CHAPTER IX
The Fall of Nu-Yok
My position among the Hans, in this period, was a peculiar one. I was at once a closely guarded prisoner and an honored guest. San-Lan told me frankly that I would remain the latter only so long as I remained an object of serious study or mental diversion to himself or his court. I made bold to ask him what would be done with me when I ceased to be such.
"Naturally," he said, "you will be eliminated. What else? It takes the services of fifteen men altogether, to guard you; and men, you understand, cannot be produced and developed in less than eighteen years." He meditated frowningly for a moment. "That, by the way, is something I must take up with the Birth and Educational Bureau. They must develop some method of speeding growth, even at the cost of mental development. With your wild forest men getting out of hand this way, we are going to need greater resources of population, and need them badly.
"But," he continued more lightly, "there seems to be no need for you to disturb yourself over the prospect at present. It is true you have been able to resist our psychoanalysts and hypnotists, and so have no value to us from the viewpoint of military information, but as a philosopher, you have proved interesting indeed."
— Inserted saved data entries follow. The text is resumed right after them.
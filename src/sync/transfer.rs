use std::fs;
use std::io::ErrorKind;
use std::path::Path;

use crate::error::{SyncError, io_err};

/// Outcome of comparing a source file with its destination counterpart.
#[derive(Debug, Clone, Copy, PartialEq, Eq)]
pub enum Comparison {
    /// Nothing exists at the destination path.
    Missing,
    /// Both exist with different lengths.
    SizeDiffers { source: u64, dest: u64 },
    /// Both exist with the same length. Contents are not inspected, so equal
    /// sizes with different bytes also land here.
    SameSize(u64),
    /// The destination is a symlink. It is replaced, never written through.
    Symlink,
}

impl Comparison {
    pub fn needs_copy(&self) -> bool {
        !matches!(self, Comparison::SameSize(_))
    }
}

/// Compare `source` with `dest` by existence and size.
pub fn compare(source: &Path, dest: &Path) -> Result<Comparison, SyncError> {
    let source_len = fs::symlink_metadata(source)
        .map_err(|e| io_err(source, e))?
        .len();

    match fs::symlink_metadata(dest) {
        Ok(meta) if meta.file_type().is_symlink() => Ok(Comparison::Symlink),
        Ok(meta) if meta.len() == source_len => Ok(Comparison::SameSize(source_len)),
        Ok(meta) => Ok(Comparison::SizeDiffers {
            source: source_len,
            dest: meta.len(),
        }),
        Err(e) if e.kind() == ErrorKind::NotFound => Ok(Comparison::Missing),
        Err(e) => Err(io_err(dest, e)),
    }
}

/// Copy `source` to `dest`, creating missing parent directories. A symlink
/// at `dest` is removed first, so its target is left alone. The file mode is
/// carried over by `fs::copy`. Returns the number of bytes written.
pub fn copy_file(source: &Path, dest: &Path) -> Result<u64, SyncError> {
    if let Some(parent) = dest.parent() {
        fs::create_dir_all(parent).map_err(|e| io_err(parent, e))?;
    }
    if fs::symlink_metadata(dest).is_ok_and(|meta| meta.file_type().is_symlink()) {
        tracing::debug!("Replacing symlink {}", dest.display());
        fs::remove_file(dest).map_err(|e| io_err(dest, e))?;
    }
    fs::copy(source, dest).map_err(|e| io_err(dest, e))
}

/// Whether anything exists at `path`. Errors other than "not found" are
/// returned so callers can tell "absent" from "could not check".
pub fn exists(path: &Path) -> Result<bool, SyncError> {
    match fs::symlink_metadata(path) {
        Ok(_) => Ok(true),
        Err(e) if e.kind() == ErrorKind::NotFound => Ok(false),
        Err(e) => Err(io_err(path, e)),
    }
}

#[cfg(test)]
mod tests {
    use super::*;
    use tempfile::TempDir;

    #[test]
    fn test_compare_missing_destination() {
        let temp_dir = TempDir::new().unwrap();
        let src = temp_dir.path().join("a.txt");
        fs::write(&src, "hello").unwrap();

        let cmp = compare(&src, &temp_dir.path().join("b.txt")).unwrap();
        assert_eq!(cmp, Comparison::Missing);
        assert!(cmp.needs_copy());
    }

    #[test]
    fn test_compare_sizes() {
        let temp_dir = TempDir::new().unwrap();
        let src = temp_dir.path().join("a.txt");
        let dst = temp_dir.path().join("b.txt");
        fs::write(&src, "hello").unwrap();
        fs::write(&dst, "hi").unwrap();

        assert_eq!(
            compare(&src, &dst).unwrap(),
            Comparison::SizeDiffers { source: 5, dest: 2 }
        );

        fs::write(&dst, "HELLO").unwrap();
        let cmp = compare(&src, &dst).unwrap();
        assert_eq!(cmp, Comparison::SameSize(5));
        assert!(!cmp.needs_copy());
    }

    #[test]
    fn test_compare_missing_source_is_an_error() {
        let temp_dir = TempDir::new().unwrap();
        let err =
            compare(&temp_dir.path().join("gone"), &temp_dir.path().join("b")).unwrap_err();
        assert!(matches!(err, SyncError::Io { .. }));
    }

    #[test]
    fn test_copy_creates_parents() {
        let temp_dir = TempDir::new().unwrap();
        let src = temp_dir.path().join("a.txt");
        let dst = temp_dir.path().join("deep/er/a.txt");
        fs::write(&src, "content").unwrap();

        let written = copy_file(&src, &dst).unwrap();
        assert_eq!(written, 7);
        assert_eq!(fs::read_to_string(&dst).unwrap(), "content");
    }

    #[cfg(unix)]
    #[test]
    fn test_copy_preserves_mode() {
        use std::os::unix::fs::PermissionsExt;

        let temp_dir = TempDir::new().unwrap();
        let src = temp_dir.path().join("run.sh");
        let dst = temp_dir.path().join("out/run.sh");
        fs::write(&src, "#!/bin/sh\n").unwrap();
        fs::set_permissions(&src, fs::Permissions::from_mode(0o750)).unwrap();

        copy_file(&src, &dst).unwrap();
        let mode = fs::metadata(&dst).unwrap().permissions().mode() & 0o777;
        assert_eq!(mode, 0o750);
    }

    #[cfg(unix)]
    #[test]
    fn test_copy_replaces_destination_symlink() {
        let temp_dir = TempDir::new().unwrap();
        let outside = temp_dir.path().join("outside.txt");
        let src = temp_dir.path().join("src.txt");
        let dst = temp_dir.path().join("tree/link.txt");
        fs::write(&outside, "keep").unwrap();
        fs::write(&src, "fresh bytes").unwrap();
        fs::create_dir_all(dst.parent().unwrap()).unwrap();
        std::os::unix::fs::symlink(&outside, &dst).unwrap();

        let cmp = compare(&src, &dst).unwrap();
        assert_eq!(cmp, Comparison::Symlink);
        assert!(cmp.needs_copy());

        copy_file(&src, &dst).unwrap();
        assert!(!fs::symlink_metadata(&dst).unwrap().file_type().is_symlink());
        assert_eq!(fs::read_to_string(&dst).unwrap(), "fresh bytes");
        assert_eq!(fs::read_to_string(&outside).unwrap(), "keep");
    }

    #[test]
    fn test_exists() {
        let temp_dir = TempDir::new().unwrap();
        let file = temp_dir.path().join("a");
        assert!(!exists(&file).unwrap());
        fs::write(&file, "").unwrap();
        assert!(exists(&file).unwrap());
    }
}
He broke off to give his attention to a gorgeously uniformed official who suddenly appeared on the large viewplate that formed one wall of the apartment. So perfectly did this mechanism operate, that the man might have been in the room with us. He made a low obeisance, then rose to his full height and looked at his ruler with malicious amusement.
"Heaven-Born," he said, "I have the exquisite pain of reporting bad news."
San-Lan gave him a scathing look. "It will be less unpleasant if I am not distracted by the sight of you while you report."
At this the man disappeared, and the viewplate once more presented its normal picture of the mountains North of Lo-Tan; but the voice continued:
"Heaven-Born, the Nu-Yok fleet has been destroyed, the city is in ruins, and the newly formed ground brigades, reduced to 10,000 men, have taken refuge in the hills of Ron-Dak (the Adirondacks) where they are being pressed hard by the tribesmen, who have surrounded them."